**Records provided**
__________

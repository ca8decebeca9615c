//! Error types for oblivq-core

use thiserror::Error;

#[derive(Error, Debug)]
pub enum Error {
    #[error("IO error: {0}")]
    Io(#[from] std::io::Error),

    #[error("JSON error: {0}")]
    Json(#[from] serde_json::Error),

    #[error("Encoding error: {0}")]
    Encoding(String),

    #[error("Index out of bounds: {index} >= {len}")]
    IndexOutOfBounds { index: usize, len: usize },

    #[error("Duplicate row index: {0}")]
    DuplicateIndex(usize),

    #[error("Invalid config: {0}")]
    InvalidConfig(String),
}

__________

**Task**
Please make an exact copy of the entries, down to the last character.

**Answer to this problem**
repository ca8decebeca9615c
//! Error types for oblivq-core

use thiserror::Error;

#[derive(Error, Debug)]
pub enum Error {
    #[error("IO error: {0}")]
    Io(#[from] std::io::Error),

    #[error("JSON error: {0}")]
    Json(#[from] serde_json::Error),

    #[error("Encoding error: {0}")]
    Encoding(String),

    #[error("Index out of bounds: {index} >= {len}")]
    IndexOutOfBounds { index: usize, len: usize },

    #[error("Duplicate row index: {0}")]
    DuplicateIndex(usize),

    #[error("Invalid config: {0}")]
    InvalidConfig(String),
}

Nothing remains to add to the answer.